Across the entries that follow, count the lines with the string "revoked" and reply with that count alone.

**SOURCE INFORMATION:**
########

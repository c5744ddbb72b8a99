//! Refresh cadences, one timer each.
//!
//! Each cadence is its own tokio interval so their phases never drift into
//! each other. Ticks always fire; whether they do anything is decided by
//! [`gate`]. A gated tick is dropped, and missed ticks are skipped rather
//! than burst, so nothing is replayed after a pause.

use std::time::Duration;

use tokio::time::{interval_at, Instant, Interval, MissedTickBehavior};

use super::event::Redraw;

#[derive(Debug, Clone, Copy, PartialEq, Eq, Hash)]
pub enum Cadence {
    /// Timestamp only.
    Clock,
    /// Stock quotes.
    Quotes,
    /// Market header.
    Market,
}

impl Cadence {
    pub const fn period(self) -> Duration {
        match self {
            Cadence::Clock => Duration::from_secs(1),
            Cadence::Quotes => Duration::from_secs(5),
            Cadence::Market => Duration::from_secs(12),
        }
    }

    fn redraw(self) -> Redraw {
        match self {
            Cadence::Clock => Redraw::Clock,
            Cadence::Quotes => Redraw::Quotes,
            Cadence::Market => Redraw::Market,
        }
    }
}

/// The redraw a tick should cause, or `None` while help is up or paused.
pub fn gate(cadence: Cadence, showing_help: bool, paused: bool) -> Option<Redraw> {
    if showing_help || paused {
        None
    } else {
        Some(cadence.redraw())
    }
}

pub struct RefreshScheduler {
    clock: Interval,
    quotes: Interval,
    market: Interval,
}

impl RefreshScheduler {
    /// Start all three timers now. First ticks land one period from now.
    pub fn start() -> Self {
        Self {
            clock: timer(Cadence::Clock),
            quotes: timer(Cadence::Quotes),
            market: timer(Cadence::Market),
        }
    }

    /// Wait for whichever cadence fires next. Cancel-safe.
    pub async fn next(&mut self) -> Cadence {
        tokio::select! {
            _ = self.clock.tick() => Cadence::Clock,
            _ = self.quotes.tick() => Cadence::Quotes,
            _ = self.market.tick() => Cadence::Market,
        }
    }
}

fn timer(cadence: Cadence) -> Interval {
    let period = cadence.period();
    let mut timer = interval_at(Instant::now() + period, period);
    timer.set_missed_tick_behavior(MissedTickBehavior::Skip);
    timer
}
//! Key classification for Normal mode.
//!
//! A key carries two independent discriminants: the printable character it
//! produced, and a special key code (Esc, arrows, paging). Terminals disagree
//! on which one a physical key shows up in, e.g. Esc may arrive as Ctrl-[.
//! Special keys decide navigation and quit; everything else is decided by
//! the character alone.

use crossterm::event::{KeyCode, KeyEvent, KeyModifiers};

/// Non-printable keys the router cares about.
#[derive(Debug, Clone, Copy, PartialEq, Eq)]
pub enum SpecialKey {
    Esc,
    PageUp,
    PageDown,
    Up,
    Down,
}

/// Both channels of a key event.
#[derive(Debug, Clone, Copy, PartialEq, Eq, Default)]
pub struct RawKey {
    pub ch: Option<char>,
    pub special: Option<SpecialKey>,
}

impl From<&KeyEvent> for RawKey {
    fn from(key: &KeyEvent) -> Self {
        let ctrl = key.modifiers.contains(KeyModifiers::CONTROL);
        match key.code {
            KeyCode::Esc => Self::special(SpecialKey::Esc),
            KeyCode::Char('[') if ctrl => Self::special(SpecialKey::Esc),
            KeyCode::Char(_) if ctrl => Self::default(),
            KeyCode::Char(c) => Self {
                ch: Some(c),
                special: None,
            },
            KeyCode::PageUp => Self::special(SpecialKey::PageUp),
            KeyCode::PageDown => Self::special(SpecialKey::PageDown),
            KeyCode::Up => Self::special(SpecialKey::Up),
            KeyCode::Down => Self::special(SpecialKey::Down),
            _ => Self::default(),
        }
    }
}

impl RawKey {
    fn special(key: SpecialKey) -> Self {
        Self {
            ch: None,
            special: Some(key),
        }
    }
}

/// Normal-mode commands.
#[derive(Debug, Clone, Copy, PartialEq, Eq)]
pub enum Command {
    Quit,
    AddTickers,
    RemoveTickers,
    SetFilter,
    ClearFilter,
    EditColumns,
    Regroup,
    TogglePause,
    ShowHelp,
    ScrollDown,
    ScrollUp,
    Ignore,
}

/// Classify a key event pressed in Normal mode.
pub fn classify(key: &KeyEvent) -> Command {
    classify_raw(RawKey::from(key))
}

pub fn classify_raw(raw: RawKey) -> Command {
    match raw.special {
        Some(SpecialKey::Esc) => return Command::Quit,
        Some(SpecialKey::PageDown | SpecialKey::Down) => return Command::ScrollDown,
        Some(SpecialKey::PageUp | SpecialKey::Up) => return Command::ScrollUp,
        None => {}
    }

    match raw.ch {
        Some('q' | 'Q') => Command::Quit,
        Some('+') => Command::AddTickers,
        Some('-') => Command::RemoveTickers,
        // f and F are different commands
        Some('f') => Command::SetFilter,
        Some('F') => Command::ClearFilter,
        Some('o' | 'O') => Command::EditColumns,
        Some('g' | 'G') => Command::Regroup,
        Some('p' | 'P') => Command::TogglePause,
        Some('?' | 'h' | 'H') => Command::ShowHelp,
        _ => Command::Ignore,
    }
}
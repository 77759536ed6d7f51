//! In-memory audit log.
//!
//! Records are kept in append order and can be queried with an
//! [`AuditFilter`]. There is no way to remove or edit a record once it has
//! been appended.

use chrono::{DateTime, Utc};
use parking_lot::RwLock;

use crate::error::Result;
use crate::record::{AccessAction, AccessOutcome, AccessRecord, DenialReason};
use crate::sink::AuditSink;

/// Filter criteria for querying audit records.
#[derive(Debug, Clone, Default)]
pub struct AuditFilter {
    /// Filter by secret identifier.
    pub identifier: Option<String>,
    /// Filter by caller.
    pub caller: Option<String>,
    /// Filter by action.
    pub action: Option<AccessAction>,
    /// Filter by outcome.
    pub outcome: Option<AccessOutcome>,
    /// Filter by denial reason.
    pub reason: Option<DenialReason>,
    /// Filter records after this time.
    pub after: Option<DateTime<Utc>>,
    /// Filter records before this time.
    pub before: Option<DateTime<Utc>>,
    /// Keep only the newest `n` matching records.
    pub limit: Option<usize>,
}

impl AuditFilter {
    /// Creates a new empty filter that matches all records.
    #[must_use]
    pub fn new() -> Self {
        Self::default()
    }

    /// Filters by secret identifier.
    #[must_use]
    pub fn for_identifier(mut self, identifier: impl Into<String>) -> Self {
        self.identifier = Some(identifier.into());
        self
    }

    /// Filters by caller.
    #[must_use]
    pub fn by_caller(mut self, caller: impl Into<String>) -> Self {
        self.caller = Some(caller.into());
        self
    }

    /// Filters by action.
    #[must_use]
    pub fn with_action(mut self, action: AccessAction) -> Self {
        self.action = Some(action);
        self
    }

    /// Filters by outcome.
    #[must_use]
    pub fn with_outcome(mut self, outcome: AccessOutcome) -> Self {
        self.outcome = Some(outcome);
        self
    }

    /// Filters by denial reason.
    #[must_use]
    pub fn with_reason(mut self, reason: DenialReason) -> Self {
        self.reason = Some(reason);
        self
    }

    /// Filters records after a given time.
    #[must_use]
    pub fn after(mut self, time: DateTime<Utc>) -> Self {
        self.after = Some(time);
        self
    }

    /// Filters records before a given time.
    #[must_use]
    pub fn before(mut self, time: DateTime<Utc>) -> Self {
        self.before = Some(time);
        self
    }

    /// Limits the number of returned records.
    #[must_use]
    pub fn limit(mut self, n: usize) -> Self {
        self.limit = Some(n);
        self
    }

    fn matches(&self, record: &AccessRecord) -> bool {
        if let Some(ref identifier) = self.identifier {
            if &record.identifier != identifier {
                return false;
            }
        }

        if let Some(ref caller) = self.caller {
            if &record.caller != caller {
                return false;
            }
        }

        if self.action.is_some_and(|a| a != record.action) {
            return false;
        }

        if self.outcome.is_some_and(|o| o != record.outcome) {
            return false;
        }

        if self.reason.is_some() && self.reason != record.reason {
            return false;
        }

        if let Some(after) = self.after {
            if record.timestamp <= after {
                return false;
            }
        }

        if let Some(before) = self.before {
            if record.timestamp >= before {
                return false;
            }
        }

        true
    }
}

/// An append-only, in-memory audit log.
pub struct MemoryAuditLog {
    records: RwLock<Vec<AccessRecord>>,
}

impl MemoryAuditLog {
    /// Creates a new empty audit log.
    #[must_use]
    pub fn new() -> Self {
        Self {
            records: RwLock::new(Vec::new()),
        }
    }

    /// Queries the log with the given filter.
    ///
    /// Returns matching records in append order (oldest first). A limit
    /// keeps the newest records.
    #[must_use]
    pub fn query(&self, filter: &AuditFilter) -> Vec<AccessRecord> {
        let records = self.records.read();

        let mut results: Vec<AccessRecord> = records
            .iter()
            .filter(|r| filter.matches(r))
            .cloned()
            .collect();

        if let Some(limit) = filter.limit {
            let skip = results.len().saturating_sub(limit);
            results.drain(..skip);
        }

        results
    }

    /// Counts records matching the filter.
    #[must_use]
    pub fn count(&self, filter: &AuditFilter) -> usize {
        self.records.read().iter().filter(|r| filter.matches(r)).count()
    }

    /// Returns a copy of every record in append order.
    #[must_use]
    pub fn records(&self) -> Vec<AccessRecord> {
        self.records.read().clone()
    }

    /// Returns the total number of records.
    #[must_use]
    pub fn len(&self) -> usize {
        self.records.read().len()
    }

    /// Returns true if the log is empty.
    #[must_use]
    pub fn is_empty(&self) -> bool {
        self.len() == 0
    }
}

impl AuditSink for MemoryAuditLog {
    fn append(&self, record: &AccessRecord) -> Result<()> {
        self.records.write().push(record.clone());
        Ok(())
    }
}

impl Default for MemoryAuditLog {
    fn default() -> Self {
        Self::new()
    }
}

impl std::fmt::Debug for MemoryAuditLog {
    fn fmt(&self, f: &mut std::fmt::Formatter<'_>) -> std::fmt::Result {
        let len = self.len();
        f.debug_struct("MemoryAuditLog")
            .field("records_count", &len)
            .finish()
    }
}
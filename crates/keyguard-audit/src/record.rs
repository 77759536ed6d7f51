//! Access record types.
//!
//! An [`AccessRecord`] is built through one of its named constructors so
//! the action, outcome and denial reason always agree with each other.
//! Fields are public for reading; records are cloned out of sinks and never
//! modified after they were appended.

use chrono::{DateTime, Utc};
use serde::{Deserialize, Serialize};
use std::fmt;
use uuid::Uuid;

use crate::error::Result;

/// What the caller (or the guard on its behalf) attempted.
#[derive(Debug, Clone, Copy, PartialEq, Eq, Hash, Serialize, Deserialize)]
#[serde(rename_all = "snake_case")]
pub enum AccessAction {
    /// Acquisition of a secret.
    Acquire,
    /// Explicit or scope-exit release of a held secret.
    Release,
    /// Forced invalidation after the lifetime elapsed.
    Expire,
    /// Revocation of a cached authorization grant in the store.
    ResetAuthorization,
}

impl AccessAction {
    /// Returns the string representation of this action.
    #[must_use]
    pub const fn as_str(&self) -> &'static str {
        match self {
            Self::Acquire => "acquire",
            Self::Release => "release",
            Self::Expire => "expire",
            Self::ResetAuthorization => "reset_authorization",
        }
    }
}

impl fmt::Display for AccessAction {
    fn fmt(&self, f: &mut fmt::Formatter<'_>) -> fmt::Result {
        f.write_str(self.as_str())
    }
}

/// How an access attempt ended.
#[derive(Debug, Clone, Copy, PartialEq, Eq, Hash, Serialize, Deserialize)]
#[serde(rename_all = "snake_case")]
pub enum AccessOutcome {
    /// The secret was handed out.
    Granted,
    /// The attempt was refused; see [`DenialReason`].
    Denied,
    /// A held secret was released and wiped.
    Released,
    /// A held secret was wiped because its lifetime elapsed.
    Expired,
    /// A cached authorization grant was revoked.
    Reset,
}

impl AccessOutcome {
    /// Returns the string representation of this outcome.
    #[must_use]
    pub const fn as_str(&self) -> &'static str {
        match self {
            Self::Granted => "granted",
            Self::Denied => "denied",
            Self::Released => "released",
            Self::Expired => "expired",
            Self::Reset => "reset",
        }
    }
}

impl fmt::Display for AccessOutcome {
    fn fmt(&self, f: &mut fmt::Formatter<'_>) -> fmt::Result {
        f.write_str(self.as_str())
    }
}

/// Why an attempt was denied.
#[derive(Debug, Clone, Copy, PartialEq, Eq, Hash, Serialize, Deserialize)]
#[serde(rename_all = "kebab-case")]
pub enum DenialReason {
    /// The store has no secret under the identifier.
    NotFound,
    /// The caller is not in the policy or presented a wrong token.
    UnauthorizedCaller,
    /// The payload digest did not match the pinned digest.
    IntegrityCheckFailed,
    /// The store could not be reached.
    StoreUnavailable,
    /// An exclusive hold on the identifier was not freed in time.
    LockTimeout,
}

impl DenialReason {
    /// Returns the string representation of this reason.
    #[must_use]
    pub const fn as_str(&self) -> &'static str {
        match self {
            Self::NotFound => "not-found",
            Self::UnauthorizedCaller => "unauthorized-caller",
            Self::IntegrityCheckFailed => "integrity-check-failed",
            Self::StoreUnavailable => "store-unavailable",
            Self::LockTimeout => "lock-timeout",
        }
    }
}

impl fmt::Display for DenialReason {
    fn fmt(&self, f: &mut fmt::Formatter<'_>) -> fmt::Result {
        f.write_str(self.as_str())
    }
}

/// An immutable audit entry for one access attempt.
#[derive(Debug, Clone, PartialEq, Eq, Serialize, Deserialize)]
pub struct AccessRecord {
    /// Unique record identifier.
    pub record_id: Uuid,
    /// When the attempt happened.
    pub timestamp: DateTime<Utc>,
    /// Logical name of the secret.
    pub identifier: String,
    /// Audit-safe caller identity.
    pub caller: String,
    /// What was attempted.
    pub action: AccessAction,
    /// How it ended.
    pub outcome: AccessOutcome,
    /// Why it was denied, for denials only.
    #[serde(default, skip_serializing_if = "Option::is_none")]
    pub reason: Option<DenialReason>,
    /// Lease the record belongs to, when a scoped handle is involved.
    #[serde(default, skip_serializing_if = "Option::is_none")]
    pub lease_id: Option<Uuid>,
}

impl AccessRecord {
    fn new(
        identifier: impl Into<String>,
        caller: impl Into<String>,
        action: AccessAction,
        outcome: AccessOutcome,
    ) -> Self {
        Self {
            record_id: Uuid::new_v4(),
            timestamp: Utc::now(),
            identifier: identifier.into(),
            caller: caller.into(),
            action,
            outcome,
            reason: None,
            lease_id: None,
        }
    }

    /// A successful acquisition that opened `lease_id`.
    #[must_use]
    pub fn granted(
        identifier: impl Into<String>,
        caller: impl Into<String>,
        lease_id: Uuid,
    ) -> Self {
        let mut record = Self::new(
            identifier,
            caller,
            AccessAction::Acquire,
            AccessOutcome::Granted,
        );
        record.lease_id = Some(lease_id);
        record
    }

    /// A refused acquisition.
    #[must_use]
    pub fn denied(
        identifier: impl Into<String>,
        caller: impl Into<String>,
        reason: DenialReason,
    ) -> Self {
        let mut record = Self::new(
            identifier,
            caller,
            AccessAction::Acquire,
            AccessOutcome::Denied,
        );
        record.reason = Some(reason);
        record
    }

    /// A lease that was released by its holder.
    #[must_use]
    pub fn released(
        identifier: impl Into<String>,
        caller: impl Into<String>,
        lease_id: Uuid,
    ) -> Self {
        let mut record = Self::new(
            identifier,
            caller,
            AccessAction::Release,
            AccessOutcome::Released,
        );
        record.lease_id = Some(lease_id);
        record
    }

    /// A lease that was forcibly invalidated after its lifetime.
    #[must_use]
    pub fn expired(
        identifier: impl Into<String>,
        caller: impl Into<String>,
        lease_id: Uuid,
    ) -> Self {
        let mut record = Self::new(
            identifier,
            caller,
            AccessAction::Expire,
            AccessOutcome::Expired,
        );
        record.lease_id = Some(lease_id);
        record
    }

    /// A revoked authorization grant.
    #[must_use]
    pub fn reset(identifier: impl Into<String>, caller: impl Into<String>) -> Self {
        Self::new(
            identifier,
            caller,
            AccessAction::ResetAuthorization,
            AccessOutcome::Reset,
        )
    }

    /// A revocation that could not be carried out.
    #[must_use]
    pub fn reset_failed(
        identifier: impl Into<String>,
        caller: impl Into<String>,
        reason: DenialReason,
    ) -> Self {
        let mut record = Self::new(
            identifier,
            caller,
            AccessAction::ResetAuthorization,
            AccessOutcome::Denied,
        );
        record.reason = Some(reason);
        record
    }

    /// Overrides the timestamp, used when the caller owns the clock.
    #[must_use]
    pub fn at(mut self, timestamp: DateTime<Utc>) -> Self {
        self.timestamp = timestamp;
        self
    }

    /// Returns true if this record is a denial.
    #[must_use]
    pub fn is_denial(&self) -> bool {
        self.outcome == AccessOutcome::Denied
    }

    /// Serializes the record to a single-line JSON string.
    pub fn to_json(&self) -> Result<String> {
        Ok(serde_json::to_string(self)?)
    }
}

impl fmt::Display for AccessRecord {
    fn fmt(&self, f: &mut fmt::Formatter<'_>) -> fmt::Result {
        write!(
            f,
            "{} {} by {}: {}",
            self.action, self.identifier, self.caller, self.outcome
        )?;
        if let Some(reason) = self.reason {
            write!(f, " ({reason})")?;
        }
        Ok(())
    }
}
//! Secret store seam.
//!
//! The guard does not own secrets; it reads them from a [`SecretStore`]
//! keyed by `(service, identifier)`. [`EncryptedMemoryStore`] is the
//! bundled in-process backend.

use std::collections::HashMap;
use std::sync::atomic::{AtomicBool, AtomicU64, Ordering};

use parking_lot::RwLock;
use tracing::debug;

use crate::encryption::{decrypt, encrypt, SecretKey};
use crate::error::StoreError;
use crate::types::{SecretId, SecretValue, ServiceId};

/// Backend the guard reads secrets from.
pub trait SecretStore: Send + Sync {
    /// Fetches the payload stored under `(service, id)`.
    ///
    /// Returns `Ok(None)` if nothing is stored there.
    fn get(&self, service: &ServiceId, id: &SecretId) -> Result<Option<SecretValue>, StoreError>;

    /// Removes the entry for `(service, id)`, including any cached trust
    /// grant a keychain-style backend keeps for it.
    ///
    /// Returns `Ok(false)` if there was nothing to remove.
    fn delete(&self, service: &ServiceId, id: &SecretId) -> Result<bool, StoreError>;
}

/// In-process store that keeps payloads encrypted at rest.
///
/// Every payload is sealed under a key derived from the master key for its
/// `(service, id)` pair. The store can be switched offline to exercise the
/// guard's unavailable-store path.
pub struct EncryptedMemoryStore {
    master_key: SecretKey,
    entries: RwLock<HashMap<(ServiceId, SecretId), Vec<u8>>>,
    available: AtomicBool,
    lookups: AtomicU64,
}

impl EncryptedMemoryStore {
    /// Creates an empty store sealed under `master_key`.
    #[must_use]
    pub fn new(master_key: SecretKey) -> Self {
        Self {
            master_key,
            entries: RwLock::new(HashMap::new()),
            available: AtomicBool::new(true),
            lookups: AtomicU64::new(0),
        }
    }

    /// Creates an empty store with a freshly generated master key.
    #[must_use]
    pub fn ephemeral() -> Self {
        Self::new(SecretKey::generate())
    }

    /// Stores `value` under `(service, id)`, replacing any previous value.
    pub fn put(&self, service: &ServiceId, id: &SecretId, value: &[u8]) -> Result<(), StoreError> {
        self.ensure_available()?;
        let key = self.master_key.derive_for(service, id);
        let sealed = encrypt(&key, value)?;
        self.entries
            .write()
            .insert((service.clone(), id.clone()), sealed);
        debug!(service = %service, identifier = %id, "stored secret");
        Ok(())
    }

    /// Marks the store reachable or unreachable.
    pub fn set_available(&self, available: bool) {
        self.available.store(available, Ordering::SeqCst);
    }

    /// Returns how many `get` calls reached the store.
    #[must_use]
    pub fn lookups(&self) -> u64 {
        self.lookups.load(Ordering::SeqCst)
    }

    /// Returns true if `(service, id)` has a stored value.
    #[must_use]
    pub fn contains(&self, service: &ServiceId, id: &SecretId) -> bool {
        self.entries
            .read()
            .contains_key(&(service.clone(), id.clone()))
    }

    /// Returns the number of stored secrets.
    #[must_use]
    pub fn len(&self) -> usize {
        self.entries.read().len()
    }

    /// Returns true if the store is empty.
    #[must_use]
    pub fn is_empty(&self) -> bool {
        self.len() == 0
    }

    fn ensure_available(&self) -> Result<(), StoreError> {
        if self.available.load(Ordering::SeqCst) {
            Ok(())
        } else {
            Err(StoreError::Unavailable {
                reason: "store is offline".to_string(),
            })
        }
    }
}

impl SecretStore for EncryptedMemoryStore {
    fn get(&self, service: &ServiceId, id: &SecretId) -> Result<Option<SecretValue>, StoreError> {
        self.lookups.fetch_add(1, Ordering::SeqCst);
        self.ensure_available()?;

        let entries = self.entries.read();
        let Some(sealed) = entries.get(&(service.clone(), id.clone())) else {
            return Ok(None);
        };

        let key = self.master_key.derive_for(service, id);
        let plaintext = decrypt(&key, sealed)?;
        Ok(Some(SecretValue::new(plaintext)))
    }

    fn delete(&self, service: &ServiceId, id: &SecretId) -> Result<bool, StoreError> {
        self.ensure_available()?;
        let removed = self
            .entries
            .write()
            .remove(&(service.clone(), id.clone()))
            .is_some();
        Ok(removed)
    }
}

impl std::fmt::Debug for EncryptedMemoryStore {
    fn fmt(&self, f: &mut std::fmt::Formatter<'_>) -> std::fmt::Result {
        f.debug_struct("EncryptedMemoryStore")
            .field("secrets_count", &self.len())
            .field("available", &self.available.load(Ordering::SeqCst))
            .field("master_key", &"[REDACTED]")
            .finish()
    }
}

#[cfg(test)]
mod tests {
    use super::*;

    fn service() -> ServiceId {
        ServiceId::new("svc").expect("valid service")
    }

    fn secret(name: &str) -> SecretId {
        SecretId::new(name).expect("valid id")
    }

    #[test]
    fn store_put_and_get() {
        let store = EncryptedMemoryStore::ephemeral();
        store
            .put(&service(), &secret("wallet1"), b"secretpayload")
            .expect("put");

        let value = store
            .get(&service(), &secret("wallet1"))
            .expect("get")
            .expect("present");
        assert_eq!(value.as_bytes(), b"secretpayload");
        assert_eq!(store.lookups(), 1);
    }

    #[test]
    fn store_get_missing_is_none() {
        let store = EncryptedMemoryStore::ephemeral();
        let value = store.get(&service(), &secret("missing")).expect("get");
        assert!(value.is_none());
    }

    #[test]
    fn store_is_namespaced_by_service() {
        let store = EncryptedMemoryStore::ephemeral();
        let other = ServiceId::new("other").expect("valid");
        store
            .put(&service(), &secret("wallet1"), b"one")
            .expect("put");

        assert!(store.get(&other, &secret("wallet1")).expect("get").is_none());
        assert!(store.contains(&service(), &secret("wallet1")));
        assert!(!store.contains(&other, &secret("wallet1")));
    }

    #[test]
    fn store_does_not_keep_plaintext() {
        let store = EncryptedMemoryStore::ephemeral();
        store
            .put(&service(), &secret("wallet1"), b"secretpayload")
            .expect("put");

        let entries = store.entries.read();
        let sealed = entries
            .get(&(service(), secret("wallet1")))
            .expect("stored");
        assert!(!sealed
            .windows(b"secretpayload".len())
            .any(|w| w == b"secretpayload"));
    }

    #[test]
    fn store_delete_reports_presence() {
        let store = EncryptedMemoryStore::ephemeral();
        store
            .put(&service(), &secret("wallet1"), b"x")
            .expect("put");

        assert!(store.delete(&service(), &secret("wallet1")).expect("delete"));
        assert!(!store.delete(&service(), &secret("wallet1")).expect("delete"));
        assert!(store.is_empty());
    }

    #[test]
    fn offline_store_fails_every_operation() {
        let store = EncryptedMemoryStore::ephemeral();
        store.set_available(false);

        assert!(matches!(
            store.get(&service(), &secret("wallet1")),
            Err(StoreError::Unavailable { .. })
        ));
        assert!(matches!(
            store.delete(&service(), &secret("wallet1")),
            Err(StoreError::Unavailable { .. })
        ));
        assert!(store.put(&service(), &secret("wallet1"), b"x").is_err());

        store.set_available(true);
        assert!(store.get(&service(), &secret("wallet1")).is_ok());
    }

    #[test]
    fn store_debug_redacts_key() {
        let debug = format!("{:?}", EncryptedMemoryStore::ephemeral());
        assert!(debug.contains("[REDACTED]"));
        assert!(debug.contains("EncryptedMemoryStore"));
    }
}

########

**SOLUTION TO THE PROBLEM:**
2